Rosa m'avait oubliée depuis de longs mois sur un cintre dans l'armoire de sa chambre. Je commençais à me demander en quoi, j'avais bien pu la fâcher. Je m'en inquiétais d'autant plus qu'elle me préférait depuis un vieux jean tout troué ainsi qu'un pauvre débardeur de couleur indéterminée à force d'avoir été porté et lavé. Je pensais qu'il devait se passer quelque chose de grave dans sa vie pour qu'elle me néglige ainsi, moi, sa robe préférée, la compagne de toutes ses sorties. J'avais eu beau essayer de saisir quelques bribes de conversation à travers les portes de l'armoire, je n'avais pas réussi à savoir ce qui se passait dans le monde extérieur, dans son monde à elle. Comme je ne pouvais pas parler, je ne pouvais donc pas le lui demander et j'en étais réduite à l'imaginer. Un jour par la porte justement entr'ouverte, je l'avais vu allongée sur son lit en train de pleurer, sans doute quelques chagrins d'amour étaient-ils la cause du désintérêt soudain qu'elle me portait. J'avais beau essayer de briller de toutes mes couleurs chatoyantes, aucun de mes charmes déployés ne pouvait attirer son attention sur moi.

 

Pourtant, un an avant, elle avait poussé la porte du Marché Saint Pierre, pour choisir le coupon de tissu dans lequel elle me taillerait et me coudrait. Elle a en effet des mains de fées. Elle avait choisi pour moi, un léger voile très coloré, un imprimé fleuri dans de beaux tons de bleus.
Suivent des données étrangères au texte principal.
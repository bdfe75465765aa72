use chrono::NaiveDate;
use serde::Serialize;
use serde_json::{json, Value};
use tracing::debug;

use crate::error::LedgerError;
use crate::models::{parse_date, parse_flag, AttendanceRecord, ClassFilter, NaturalKey, RecordMode};
use crate::service::{LedgerService, RedeemRequest};
use crate::store::RowStore;

fn error_response(e: &LedgerError) -> Value {
    json!({
        "error": e.to_string(),
        "kind": e.kind(),
    })
}

fn ok() -> Value {
    json!({ "ok": true })
}

fn to_value<T: Serialize>(value: T) -> Result<Value, LedgerError> {
    serde_json::to_value(value).map_err(|e| LedgerError::validation(e.to_string()))
}

fn get_str<'a>(params: &'a Value, keys: &[&str]) -> Option<&'a str> {
    keys.iter()
        .filter_map(|k| params.get(*k).and_then(Value::as_str))
        .map(str::trim)
        .find(|s| !s.is_empty())
}

fn required_str<'a>(params: &'a Value, keys: &[&str]) -> Result<&'a str, LedgerError> {
    get_str(params, keys).ok_or_else(|| LedgerError::validation(format!("missing {}", keys[0])))
}

fn required_class(params: &Value) -> Result<&str, LedgerError> {
    required_str(params, &["class", "className"])
}

/// Class filter defaulting to `*` when the caller leaves it out.
fn class_filter(params: &Value) -> ClassFilter {
    ClassFilter::parse(get_str(params, &["class", "className"]).unwrap_or("*"))
}

fn required_date(params: &Value, key: &str) -> Result<NaiveDate, LedgerError> {
    let raw = required_str(params, &[key])?;
    parse_date(raw).ok_or_else(|| LedgerError::validation(format!("{key} must be YYYY-MM-DD")))
}

fn optional_date(params: &Value, key: &str) -> Result<Option<NaiveDate>, LedgerError> {
    match get_str(params, &[key]) {
        None => Ok(None),
        Some(raw) => parse_date(raw)
            .map(Some)
            .ok_or_else(|| LedgerError::validation(format!("{key} must be YYYY-MM-DD"))),
    }
}

fn flag(params: &Value, key: &str) -> bool {
    match params.get(key) {
        Some(Value::Bool(b)) => *b,
        Some(Value::String(s)) => parse_flag(s),
        Some(Value::Number(n)) => n.as_i64().map(|n| n != 0).unwrap_or(false),
        _ => false,
    }
}

fn natural_key(params: &Value) -> Result<NaturalKey, LedgerError> {
    Ok(NaturalKey::new(
        required_class(params)?,
        required_str(params, &["studentName"])?,
        required_date(params, "attendanceDate")?,
    ))
}

/// Handles one action request and always returns a JSON object: the
/// action's result, or `{"error", "kind"}`.
pub async fn handle_request<S: RowStore>(service: &LedgerService<S>, req: &Value) -> Value {
    let action = req.get("action").and_then(Value::as_str).unwrap_or("");
    debug!(action, "request");
    match dispatch(service, action, req).await {
        Ok(value) => value,
        Err(e) => error_response(&e),
    }
}

/// Parses one JSON line and handles it.
pub async fn handle_line<S: RowStore>(service: &LedgerService<S>, line: &str) -> Value {
    match serde_json::from_str::<Value>(line) {
        Ok(req) if req.is_object() => handle_request(service, &req).await,
        Ok(_) => error_response(&LedgerError::validation("request must be a JSON object")),
        Err(e) => error_response(&LedgerError::validation(format!("bad json: {e}"))),
    }
}

async fn dispatch<S: RowStore>(
    service: &LedgerService<S>,
    action: &str,
    params: &Value,
) -> Result<Value, LedgerError> {
    match action {
        "getAllClasses" => to_value(service.classes().await?),
        "getStudentsByClass" => to_value(service.students_by_class(required_class(params)?).await?),
        "getAllStudents" => {
            let session = service.session(required_str(params, &["email"])?).await?;
            to_value(service.all_students(&session).await?)
        }
        "getStats" => {
            let session = service.session(required_str(params, &["email"])?).await?;
            to_value(service.stats(&session, &class_filter(params)).await?)
        }
        "getAchievedStudents" => {
            let session = service.session(required_str(params, &["email"])?).await?;
            to_value(service.achieved_students(&session, &class_filter(params)).await?)
        }
        "getUnredeemedRecords" => {
            let session = service.session(required_str(params, &["email"])?).await?;
            to_value(service.unredeemed_records(&session, &class_filter(params)).await?)
        }
        "getAttendanceDetails" => {
            let session = service.session(required_str(params, &["email"])?).await?;
            to_value(service.class_details(&session, required_class(params)?).await?)
        }
        "getGlobalRedemptionStats" => {
            let session = service.session(required_str(params, &["email"])?).await?;
            to_value(service.redemption_summary(&session, &class_filter(params)).await?)
        }
        "getClassBasedPendingRedemptionReport" => {
            let session = service.session(required_str(params, &["email"])?).await?;
            to_value(service.pending_report(&session, &class_filter(params)).await?)
        }
        "recordAttendance" => {
            let session = service.session(required_str(params, &["email"])?).await?;
            let key = natural_key(params)?;
            let mut entry = AttendanceRecord::new(&key.class, &key.student_name, key.attendance_date);
            entry.redeemed = flag(params, "redeemed");
            entry.redeem_date = optional_date(params, "redeemDate")?;
            let mode = if flag(params, "upsert") {
                RecordMode::Upsert
            } else {
                RecordMode::Create
            };
            service.record_attendance(&session, entry, mode).await?;
            Ok(ok())
        }
        "updateRedeemStatus" => {
            let session = service.session(required_str(params, &["email"])?).await?;
            let key = natural_key(params)?;
            let redeem_date = required_date(params, "redeemDate")?;
            service
                .update_redeem_status(&session, &key, redeem_date)
                .await?;
            Ok(ok())
        }
        "batchUpdateRedeemStatus" => {
            let session = service.session(required_str(params, &["email"])?).await?;
            let requests = batch_requests(params)?;
            let outcome = service
                .batch_update_redeem_status(&session, &requests)
                .await?;
            let mut value = to_value(outcome)?;
            value["ok"] = json!(true);
            Ok(value)
        }
        "getUserRoles" | "whoami" => {
            let session = service.session(required_str(params, &["email"])?).await?;
            to_value(session.profile)
        }
        "" => Err(LedgerError::validation("missing action")),
        other => Err(LedgerError::validation(format!("unknown action: {other}"))),
    }
}

/// Every entry must carry a full key and a redeem date, its own or the
/// batch-level one. The whole batch is rejected before any write if not.
fn batch_requests(params: &Value) -> Result<Vec<RedeemRequest>, LedgerError> {
    let default_date = optional_date(params, "redeemDate")?;
    let entries = params
        .get("records")
        .and_then(Value::as_array)
        .ok_or_else(|| LedgerError::validation("missing records"))?;
    if entries.is_empty() {
        return Err(LedgerError::validation("records is empty"));
    }

    entries
        .iter()
        .enumerate()
        .map(|(i, entry)| {
            let key = natural_key(entry)
                .map_err(|e| LedgerError::validation(format!("records[{i}]: {e}")))?;
            let redeem_date = optional_date(entry, "redeemDate")?
                .or(default_date)
                .ok_or_else(|| {
                    LedgerError::validation(format!("records[{i}]: missing redeemDate"))
                })?;
            Ok(RedeemRequest { key, redeem_date })
        })
        .collect()
}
Il avait quelque chose d'une toile de Chagall. Arrivée chez elle, elle avait disposé ce tissu sur la table de la salle à manger et armé de sa paire de ciseaux à couture avait commencé à me donner vie. Entre ses deux mains, piqué à la machine, voici que mon corsage avait pris forme. C'était un petit caraco, taillé très près du corps qui se prolongeait par une courte basque et qui, drapée sur ses hanches, exprimait sa féminité. Une jupe taillée en cercle me donnait beaucoup d'ampleur, ce qui me permettait de danser allègrement autour de ses jambes fuselées. Inutile de vous dire qu'en tant que sa nouvelle robe, je lui allais à ravir et que nous étions donc prêtes toutes les deux à aller danser.

 

Malgré ces débuts idylliques, j'étais donc maintenant abandonnée. Quelques temps après, la porte de l'armoire s'ouvrit et me poussant brutalement d'un cran, Rosa suspendit sur un cintre une nouvelle robe d'un rouge écarlate qui manifestement venait de la haute, de la haute couture. J'en éprouvais un grand chagrin mais aussi une intense jalousie. Ce n'était cependant que le début de mes épreuves. Bientôt je fus rangée dans un grand sac avec quelques autres habits dont elle ne voulait plus et déposée dans une benne. Étroitement serrée dans un ballot de vêtements dans une insupportable promiscuité et transportée ainsi, sans aucun égard, d'un continent à l'autre, je me retrouvais toute désemparée sur un marché d'Afrique. Quel dépaysement ! J'avais au moins échappé à deux autres destins encore plus terribles, celui de me retrouver transformée en chiffon à poussière ou en pâte à papier ! Sur l'étal d'une fripière, au milieu de chatoyants boubous africains, je me demandais, en toute modestie, qui voudrait bien de moi, avec mes discrètes fleurs bleues. Foulée par de nombreuses mains, j'ai d'abord été essayée par de somptueuses matrones qui, en raison de leur opulence ne pouvaient pas, de toute évidence, envisager de se parer de moi sauf au prix de faire craquer toutes mes coutures. Mais en fin de soirée, à la tombée du jour, je vis arriver une mince adolescente vêtue de haillons. J'ai su tout de suite que c'était elle que je voulais habiller, c'était elle que je voulais embellir. Mais est-ce qu'elle aurait assez d'argent pour m'acheter. M'ayant, elle aussi choisie, elle négocia longuement mon prix avec la marchande et m'acheta pour deux euros ! C'est ainsi que depuis au lieu de me nommer Robe de Rosa, je m'appelle désormais Robe de Tamara. Certes je ne serai pas lavée souvent, car dans notre village il n'y a pas beaucoup d'eau, mais au moins je ne serais plus enfermée dans une armoire, car je serai son unique robe. Avec elle, j'irai garder tous les jours ses quelques chèvres dans la savane. Avec elle, je vieillirai tout doucement.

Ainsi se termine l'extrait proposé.